The Virginian-Pilot
                             THE VIRGINIAN-PILOT 
              Copyright (c) 1996, Landmark Communications, Inc.

DATE: Sunday, May 19, 1996                   TAG: 9605190093
SECTION: LOCAL                    PAGE: B5   EDITION: FINAL 
SOURCE: BY NANCY LEWIS, CORRESPONDENT   
DATELINE: VIRGINIA BEACH                     LENGTH: Medium:   75 lines

WOMAN'S FIRM FAITH BRINGS LIFE TO DREAM OF HOMELESS SHELTERS

Maria Santos wants everyone to come to a celebratory picnic Saturday. Everyone.

She's not worried about whether the loaves of Portuguese bread and donated fried fish she plans to serve will feed the multitude. She puts her voluminous faith in God to provide.

Santos is rejoicing because she closed Friday on two buildings she will use to shelter homeless people. The purchases of a Coleman Place duplex in Norfolk and a four-bedroom Salem Road ranch in Virginia Beach were made possible by donations from hundreds of Hampton Roads residents as well as many from across the nation.

``I will bake the bread all day, and a North Carolina pastor gives us all the fish we need,'' Santos said. ``Some way he has a lot of fish.''

Neither is the 47-year-old Portuguese immigrant concerned about where the money will come from to pay the $120,000 mortgage.

``I trust my God,'' she said. ``I believe people will donate. I have faith in my God.''

Already, the Navy wife and mother of four is receiving an average of $1,000 a month on behalf of her nonprofit ``Love and Caring for the Homeless,'' said Tom Swoope, a real estate agent with William E. Wood, who has joined Santos' board of directors.

When Santos ran into Swoope, her dream of doing more than feeding the homeless on the streets began to become reality.

But the metamorphosis from a cocooned idea to the winged butterfly of fact has not been easy.

``It's the devil we've been fighting with,'' Santos said.

``Satan gets in there and kicks up his feet,'' Swoope added.

An earlier mortgage deal fell through, so Santos and Swoope found another lender and went out on a limb, putting their own homes on the line.

Finding the right bank was as uncanny as so many other incidents in Santos' two-year effort.

Swoope was sitting behind his desk mulling over the unraveling of the March mortgage deal when a card dropped from his desk drawer. It was the card of an old friend, Allen Monette at First Home Mortgage Corp. Since he has known Santos, Swoope keeps an eye open for heavenly messages and messengers, so he phoned Monette, who put him in touch with Leland Simons at Princess Anne Bank. Within two weeks a new deal involving no down payment and a low-interest rate was struck.

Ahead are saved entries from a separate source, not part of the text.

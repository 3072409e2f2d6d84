//! Output formatting for CLI display
//!
//! Helpers shared by the command handlers and the interactive session.

use crate::filters::FilterTemplate;
use crate::groupdb::StoredGroup;
use crate::library::{GroupEntry, Record, RecordSet};
use crate::presets::Preset;
use crate::selection::SelectionCounts;
use colored::Colorize;

/// Summary line for a selection
#[must_use]
pub fn counts_line(counts: SelectionCounts) -> String {
    format!(
        "{} records in {} sets selected",
        counts.records.to_string().bold(),
        counts.sets.to_string().bold()
    )
}

/// One active filter with its ordinal
#[must_use]
pub fn filter_line(ordinal: usize, description: &str) -> String {
    format!("  {} {description}", format!("{ordinal}.").cyan())
}

#[must_use]
pub fn warning_line(message: &str) -> String {
    format!("{} {message}", "warning:".yellow().bold())
}

#[must_use]
pub fn error_line(message: &str) -> String {
    format!("{} {message}", "error:".red().bold())
}

/// A selected record, or just its hash in quiet mode
#[must_use]
pub fn record_line(set: &RecordSet, record: &Record, quiet: bool) -> String {
    if quiet {
        return record.hash.clone();
    }
    format!(
        "  {} - {} [{}] {} {}",
        set.artist,
        set.title,
        record.metadata.version.green(),
        format!("{:.2}*", record.star_rating).yellow(),
        record.hash.dimmed()
    )
}

/// Heading for a set in a listing
#[must_use]
pub fn set_heading(set: &RecordSet) -> String {
    let id = set
        .online_id
        .map_or_else(String::new, |id| format!(" ({id})"));
    format!("{} - {}{id}", set.artist, set.title).bold().to_string()
}

/// A library group with its ordinal and size
#[must_use]
pub fn group_entry(entry: &GroupEntry, quiet: bool) -> String {
    if quiet {
        return entry.name.clone();
    }
    format!(
        "  {} {} ({} records)",
        format!("#{}", entry.ordinal).cyan(),
        entry.name,
        entry.hashes.len()
    )
}

/// A group from a collection database file
#[must_use]
pub fn stored_group(group: &StoredGroup, quiet: bool) -> String {
    if quiet {
        group.name().to_string()
    } else {
        format!("  {} ({} records)", group.name(), group.len())
    }
}

/// A filter kind with usage and description
#[must_use]
pub fn template_line(template: &FilterTemplate) -> String {
    format!("  {} {}", format!("{:<28}", template.usage()).cyan(), template.detail)
}

/// One line summary of a preset
#[must_use]
pub fn preset_summary(preset: &Preset, quiet: bool) -> String {
    if quiet {
        return preset.name.clone();
    }
    let description = if preset.description.is_empty() {
        String::new()
    } else {
        format!(" - {}", preset.description)
    };
    format!(
        "  {}{description} ({} filters, used {} times)",
        preset.name.green(),
        preset.filters.len(),
        preset.use_count
    )
}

Collateral for the house at 2804 Salem Road house is the duplex at 1544 Palmetto St., for which Santos paid $11,000 in back taxes Friday. She got $3,000 of it from her fellow parishioners at Rock Church. The remaining $8,000 was given by a close associate of Swoope, who insists on remaining anonymous.

``God knew,'' Santos said of the financial negotiations.

``The Lord knew,'' she said of the $15,000 already collected in donations that the bank required to be put in escrow.

The $925 monthly payment does not include insurance. Also needed is money to pay for utilities, a riding lawn mower and a trimmer.

Santos plans to give shelter to eight men in the Norfolk home and a number of women and their children in the Virginia Beach residence. ``It will be better for the children there,'' Santos said. ``They can run and play.''

Co-signers were needed for the nonprofit's mortgage because it is a new organization. Swoope and his wife, Jackie, and Santos and her husband, Frank, didn't hesitate. They pledged their own homes.

In recent weeks, others have come forward to help.

Beds were donated by a Newport News woman, and daily food needs will be met by a Chesapeake restaurateur.

Santos has learned to wait, she said, for God's will to be fulfilled.

``He's testing me. But listen, we asked for beds, we got the beds.

``Thank the Lord.'' ILLUSTRATION: Photo

Maria Santos is rejoicing at her recent good fortune in being able

to close on two buildings she will use to shelter those in need.